BEGIN

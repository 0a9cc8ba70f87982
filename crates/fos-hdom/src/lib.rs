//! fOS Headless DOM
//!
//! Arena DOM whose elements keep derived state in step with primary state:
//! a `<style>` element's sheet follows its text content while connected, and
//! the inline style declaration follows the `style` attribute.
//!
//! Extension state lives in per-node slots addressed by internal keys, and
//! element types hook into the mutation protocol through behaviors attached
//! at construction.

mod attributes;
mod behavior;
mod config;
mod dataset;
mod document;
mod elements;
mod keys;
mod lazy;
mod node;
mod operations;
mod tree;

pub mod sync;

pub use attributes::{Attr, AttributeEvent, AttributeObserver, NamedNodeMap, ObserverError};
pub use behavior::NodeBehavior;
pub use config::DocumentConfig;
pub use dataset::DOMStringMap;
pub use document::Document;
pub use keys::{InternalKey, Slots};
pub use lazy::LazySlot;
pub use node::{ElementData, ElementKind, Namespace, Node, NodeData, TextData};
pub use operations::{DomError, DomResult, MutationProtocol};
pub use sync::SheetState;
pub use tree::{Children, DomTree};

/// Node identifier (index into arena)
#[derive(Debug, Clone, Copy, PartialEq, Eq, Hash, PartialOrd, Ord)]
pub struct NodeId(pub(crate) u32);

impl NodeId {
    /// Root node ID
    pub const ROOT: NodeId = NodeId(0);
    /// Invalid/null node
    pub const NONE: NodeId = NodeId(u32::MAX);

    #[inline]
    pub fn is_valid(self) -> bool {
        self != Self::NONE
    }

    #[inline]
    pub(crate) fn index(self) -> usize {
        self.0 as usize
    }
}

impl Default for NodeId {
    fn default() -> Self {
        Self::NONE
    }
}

END

#### [Task prompt]
Give again only the lines of the material above that run from the one with "mod config;" through the end, both included, exactly as they appear.

#### [Problem solution]
mod config;
mod dataset;
mod document;
mod elements;
mod keys;
mod lazy;
mod node;
mod operations;
mod tree;

pub mod sync;

pub use attributes::{Attr, AttributeEvent, AttributeObserver, NamedNodeMap, ObserverError};
pub use behavior::NodeBehavior;
pub use config::DocumentConfig;
pub use dataset::DOMStringMap;
pub use document::Document;
pub use keys::{InternalKey, Slots};
pub use lazy::LazySlot;
pub use node::{ElementData, ElementKind, Namespace, Node, NodeData, TextData};
pub use operations::{DomError, DomResult, MutationProtocol};
pub use sync::SheetState;
pub use tree::{Children, DomTree};

/// Node identifier (index into arena)
#[derive(Debug, Clone, Copy, PartialEq, Eq, Hash, PartialOrd, Ord)]
pub struct NodeId(pub(crate) u32);

impl NodeId {
    /// Root node ID
    pub const ROOT: NodeId = NodeId(0);
    /// Invalid/null node
    pub const NONE: NodeId = NodeId(u32::MAX);

    #[inline]
    pub fn is_valid(self) -> bool {
        self != Self::NONE
    }

    #[inline]
    pub(crate) fn index(self) -> usize {
        self.0 as usize
    }
}

impl Default for NodeId {
    fn default() -> Self {
        Self::NONE
    }
}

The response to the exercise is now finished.